A Blog by Jonathan Low

 

Jul 28, 2016

What Can A Hacker Do With Your Genetic Information?

Use it against you? JL

Kaleigh Rogers reports in Motherboard:

If you were vying with (someone) for a job, you could try to use that information to suggest that they might be unfit. You could be in a custody battle where DNA could suggest there’s a predisposition to psychiatric illness. For people concerned about genetic privacy, know the laws in their home states for getting DNA removed from a police database, and read through the agreements before they send a sample off to a consumer site.
Learning about the genetic markers stored in your DNA can be an illuminating experience, even a life-altering one. Now that direct-to-consumer genetic testing companies such as 23andMe have made these tests more accessible and affordable, it’s no wonder that more than 1 million people have shipped their spit off to be genotyped, and have all their genetic information catalogued (and sold) in the process.
When a massive cache of private information is all stored in one place, it will naturally be a target for hackers. Though there hasn’t been a hack of any consumer genetic testing company yet, it may just a matter of time before someone breaches one of these sites and gains access to not just your credit card, but also your genetic markers.
So how concerned should we be, and what might happen if a hacker ever did get his or her hands on your DNA?
“You can imagine scenarios where unsavory people could try to use this stuff in personal ways,” said Dr. Robert Green, the director of the Genomes to People research program at Brigham and Women's Hospital, Broad Institute and Harvard Medical School.
Green told me while a massive hack might be able to execute a data dump of genetic information, unless the hacker was also able to connect that information to individuals (personal information is encrypted, according to 23andMe’s privacy policy) it wouldn’t be particularly useful. Even if the genetic information was linked to customers’ identities, on a mass scale it wouldn’t mean much.
What would be more detrimental would be a targeted attack to collect your genetic information specifically, orchestrated by somebody you know.
“If there were variants that put someone at risk for Alzheimer’s disease and you were vying with that person in a corporation for a job, you could somehow try to use that information to suggest that they might be unfit,” Green told me over the phone. “You could be in a custody battle where DNA could suggest there’s a predisposition to psychiatric illness, for example.”
Green has previously studied how genetic information like this could be used in politics, citing the obsession and concern over Senator John McCain’s age and vitality in the 2008 election. But if someone were targeting you specifically, there are way less complicated and risky ways of getting your genetic information than breaching the entire 23andMe database.

"There are still many areas where people are not protected."

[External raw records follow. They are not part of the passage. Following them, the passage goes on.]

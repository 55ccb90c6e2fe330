use std::{
    fs::{self, File},
    io::{self, ErrorKind, Write},
    path::{Path, PathBuf},
    sync::{Arc, Mutex, PoisonError},
};

use log::{info, warn};
use thiserror::Error;

use crate::{
    credentials::{NetworkCredentials, CREDENTIALS_RECORD_LEN},
    types::RelayState,
};

const CREDENTIALS_FILE: &str = "credentials";
const RELAY_STATE_FILE: &str = "relay-state";
const RELAY_RECORD_LEN: usize = 2;

#[derive(Debug, Error)]
pub enum StoreError {
    #[error("storage access failed for {}: {source}", .path.display())]
    Io {
        path: PathBuf,
        #[source]
        source: io::Error,
    },
    #[error("corrupt record {}: {reason}", .path.display())]
    Corrupt { path: PathBuf, reason: &'static str },
}

/// Persistence used by the relay controller.
pub trait RelayStore {
    fn load_relay_state(&self) -> RelayState;
    fn save_relay_state(&self, state: RelayState) -> Result<(), StoreError>;
}

/// Flat-file store for the two device records. `root` must already exist
/// (`/spiffs` on the device).
#[derive(Debug, Clone)]
pub struct FileStore {
    root: PathBuf,
    lock: Arc<Mutex<()>>,
}

impl FileStore {
    pub fn new(root: impl Into<PathBuf>) -> Self {
        Self {
            root: root.into(),
            lock: Arc::new(Mutex::new(())),
        }
    }

    pub fn root(&self) -> &Path {
        &self.root
    }

    pub fn try_load_credentials(&self) -> Result<Option<NetworkCredentials>, StoreError> {
        let Some(record) = self.read_record(CREDENTIALS_FILE, CREDENTIALS_RECORD_LEN)? else {
            return Ok(None);
        };
        NetworkCredentials::decode(&record)
            .map(Some)
            .ok_or_else(|| StoreError::Corrupt {
                path: self.root.join(CREDENTIALS_FILE),
                reason: "credentials record is truncated",
            })
    }

    /// Stored credentials, or the compiled-in defaults when none are usable.
    pub fn load_credentials(&self) -> NetworkCredentials {
        match self.try_load_credentials() {
            Ok(Some(creds)) => creds,
            Ok(None) => NetworkCredentials::default(),
            Err(err) => {
                warn!("failed to load credentials, using defaults: {err}");
                NetworkCredentials::default()
            }
        }
    }

    pub fn save_credentials(&self, creds: &NetworkCredentials) -> Result<(), StoreError> {
        self.write_record(CREDENTIALS_FILE, &creds.encode())
    }

    pub fn try_load_relay_state(&self) -> Result<Option<RelayState>, StoreError> {
        let Some(record) = self.read_record(RELAY_STATE_FILE, RELAY_RECORD_LEN)? else {
            return Ok(None);
        };
        if record.len() < RELAY_RECORD_LEN {
            return Err(StoreError::Corrupt {
                path: self.root.join(RELAY_STATE_FILE),
                reason: "relay record is truncated",
            });
        }
        Ok(Some(RelayState {
            fence: record[0] == b'1',
            siren: record[1] == b'1',
        }))
    }

    /// Removes every stored record. Missing files are not an error.
    pub fn clear_all(&self) -> Result<(), StoreError> {
        let _guard = self.lock.lock().unwrap_or_else(PoisonError::into_inner);
        for name in [CREDENTIALS_FILE, RELAY_STATE_FILE] {
            remove_if_present(&self.root.join(name))?;
            remove_if_present(&self.temp_path(name))?;
        }
        info!("cleared stored settings under {}", self.root.display());
        Ok(())
    }

    fn temp_path(&self, name: &str) -> PathBuf {
        self.root.join(format!("{name}.tmp"))
    }

    fn write_record(&self, name: &str, bytes: &[u8]) -> Result<(), StoreError> {
        let _guard = self.lock.lock().unwrap_or_else(PoisonError::into_inner);
        let path = self.root.join(name);
        let tmp = self.temp_path(name);

        {
            let mut file = File::create(&tmp).map_err(io_at(&tmp))?;
            file.write_all(bytes).map_err(io_at(&tmp))?;
            file.sync_all().map_err(io_at(&tmp))?;
        }
        remove_if_present(&path)?;
        fs::rename(&tmp, &path).map_err(io_at(&path))
    }

    fn read_record(&self, name: &str, full_len: usize) -> Result<Option<Vec<u8>>, StoreError> {
        let _guard = self.lock.lock().unwrap_or_else(PoisonError::into_inner);
        let path = self.root.join(name);
        match fs::read(&path) {
            Ok(bytes) => return Ok(Some(bytes)),
            Err(err) if err.kind() == ErrorKind::NotFound => {}
            Err(err) => return Err(io_at(&path)(err)),
        }

        // A complete temporary without its target means power was lost
        // between removing the old record and renaming the new one.
        let tmp = self.temp_path(name);
        match fs::read(&tmp) {
            Ok(bytes) if bytes.len() >= full_len => {
                warn!("recovering {} from an interrupted save", path.display());
                if let Err(err) = fs::rename(&tmp, &path) {
                    warn!("failed to move recovered record into place: {err}");
                }
                Ok(Some(bytes))
            }
            Ok(_) => Ok(None),
            Err(err) if err.kind() == ErrorKind::NotFound => Ok(None),
            Err(err) => Err(io_at(&tmp)(err)),
        }
    }
}

impl RelayStore for FileStore {
    fn load_relay_state(&self) -> RelayState {
        match self.try_load_relay_state() {
            Ok(Some(state)) => state,
            Ok(None) => RelayState::default(),
            Err(err) => {
                warn!("failed to load relay state, using defaults: {err}");
                RelayState::default()
            }
        }
    }

    fn save_relay_state(&self, state: RelayState) -> Result<(), StoreError> {
        let record = [flag_byte(state.fence), flag_byte(state.siren)];
        self.write_record(RELAY_STATE_FILE, &record)
    }
}

fn flag_byte(on: bool) -> u8 {
    if on {
        b'1'
    } else {
        b'0'
    }
}

fn remove_if_present(path: &Path) -> Result<(), StoreError> {
    match fs::remove_file(path) {
        Ok(()) => Ok(()),
        Err(err) if err.kind() == ErrorKind::NotFound => Ok(()),
        Err(err) => Err(io_at(path)(err)),
    }
}

fn io_at(path: &Path) -> impl FnOnce(io::Error) -> StoreError + '_ {
    move |source| StoreError::Io {
        path: path.to_path_buf(),
        source,
    }
}

#[cfg(test)]
mod tests {
    use pretty_assertions::assert_eq;

    use super::*;
    use crate::types::WifiMode;

    fn store() -> (tempfile::TempDir, FileStore) {
        let dir = tempfile::tempdir().expect("tempdir");
        let store = FileStore::new(dir.path());
        (dir, store)
    }

    #[test]
    fn empty_store_yields_defaults() {
        let (_dir, store) = store();
        assert_eq!(store.load_relay_state(), RelayState::default());
        assert_eq!(store.load_credentials(), NetworkCredentials::default());
    }

    #[test]
    fn relay_state_survives_reload() {
        let (dir, store) = store();
        let state = RelayState {
            fence: true,
            siren: false,
        };
        store.save_relay_state(state).expect("save");

        assert_eq!(fs::read(dir.path().join(RELAY_STATE_FILE)).unwrap(), b"10");
        assert_eq!(FileStore::new(dir.path()).load_relay_state(), state);
    }

    #[test]
    fn credentials_survive_reload() {
        let (dir, store) = store();
        let (creds, _) = NetworkCredentials::new("Net", "Pass1234", WifiMode::Client);
        store.save_credentials(&creds).expect("save");

        let raw = fs::read(dir.path().join(CREDENTIALS_FILE)).unwrap();
        assert_eq!(raw.len(), CREDENTIALS_RECORD_LEN);
        assert_eq!(FileStore::new(dir.path()).load_credentials(), creds);
    }

    #[test]
    fn save_leaves_no_temporary_behind() {
        let (dir, store) = store();
        store.save_relay_state(RelayState::default()).expect("save");
        assert!(!dir.path().join("relay-state.tmp").exists());
    }

    #[test]
    fn clear_all_restores_defaults_and_is_idempotent() {
        let (_dir, store) = store();
        let (creds, _) = NetworkCredentials::new("Net", "Pass1234", WifiMode::Client);
        store.save_credentials(&creds).expect("save creds");
        store
            .save_relay_state(RelayState {
                fence: true,
                siren: true,
            })
            .expect("save relays");

        store.clear_all().expect("clear");
        store.clear_all().expect("second clear");

        assert_eq!(store.load_credentials(), NetworkCredentials::default());
        assert_eq!(store.load_relay_state(), RelayState::default());
    }

    #[test]
    fn truncated_relay_record_falls_back_to_defaults() {
        let (dir, store) = store();
        fs::write(dir.path().join(RELAY_STATE_FILE), b"1").unwrap();

        assert!(matches!(
            store.try_load_relay_state(),
            Err(StoreError::Corrupt { .. })
        ));
        assert_eq!(store.load_relay_state(), RelayState::default());
    }

    #[test]
    fn truncated_credentials_fall_back_to_defaults() {
        let (dir, store) = store();
        fs::write(dir.path().join(CREDENTIALS_FILE), b"Net\0").unwrap();
        assert_eq!(store.load_credentials(), NetworkCredentials::default());
    }

    #[test]
    fn complete_temporary_is_recovered_when_target_is_missing() {
        let (dir, store) = store();
        fs::write(dir.path().join("relay-state.tmp"), b"11").unwrap();

        assert_eq!(
            store.load_relay_state(),
            RelayState {
                fence: true,
                siren: true
            }
        );
        assert!(dir.path().join(RELAY_STATE_FILE).exists());
    }

    #[test]
    fn partial_temporary_is_ignored() {
        let (dir, store) = store();
        fs::write(dir.path().join("credentials.tmp"), b"Half").unwrap();
        assert_eq!(store.try_load_credentials().expect("load"), None);
    }

    #[test]
    fn missing_root_reports_io_error_on_save() {
        let dir = tempfile::tempdir().expect("tempdir");
        let store = FileStore::new(dir.path().join("absent"));
        let err = store
            .save_relay_state(RelayState::default())
            .expect_err("save must fail");
        assert!(matches!(err, StoreError::Io { .. }));
    }
}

Someone could hack into your account on a genetics site, or even just collect your DNA from a used coffee cup and send it away for analysis—something New Scientist reporters proved was remarkably simple back in 2009. Besides, the Genetic Information Nondiscrimination Act of 2008 prohibits employers and health insurance companies from discriminating against you based on your DNA.
Green also pointed out that all of these attacks are based on a belief in a certain degree of “genetic determinism,” or the notion that our future is foretold in our DNA. The truth is that most disease arises as the result of a complicated interplay between lifestyle, genetics, and other factors. There’s no one single gene that guarantees you’ll get Alzheimer’s, for example, so even these direct assaults are based on a bad understanding of what your genetic information is really saying.
If a massive data dump isn’t a high risk, and you’re not running for office or at risk for some kind of corporate espionage scenario, is there anything to worry about?
“There are still many areas where people are not protected,” said Sheldon Krimsky, the chair of the Council for Responsible Genetics and a professor of environmental and urban policy and planning at Tufts University.
A chemist examining a DNA profile. Image: WikiPedia
Krimsky pointed to a case last year where police used a DNA sample from a murder and genetic information owned by Ancestry.com to create a “familial link” to a filmmaker in New Orleans. Michael Usry, the filmmaker, had to provide police with a sample of his DNA, which did not match the DNA from the crime scene, but he said that becoming a suspect in a murder case he’d never even heard of was a nerve-wracking experience.
“I had lots of days sitting at the house with the dog,” Usry told the New Orleans Advocate. “[I was] wondering if these guys were going to use a battering ram to bust open the door and shoot my dog after he started barking at them.”
There’s also the question of what consumer sequencing companies are doing with all that genetic information. 23andMe has numerous data-sharing deals with drug companies and researchers, (though the company only shares data if it has gotten consent from the user). While you might be totally cool with that, it’s something to consider: Do you care what hands your genetic information lands in, even if it’s anonymized?
Krimsky said his advice for people concerned about genetic privacy is to know the laws in their home states for getting DNA removed from a police database, and to actually read through the agreements before they send a sample off to a consumer site.
“Make sure your information is not going to be sold or given to someone else,” Krimsky said. “If it is, then perhaps think twice about it.”
Genetic research is evolving at a breakneck pace. As we gain better understanding of what different genetic markers signal, and how our genes influence our lives, keeping close tabs on who knows the secrets of your DNA will become even more critical.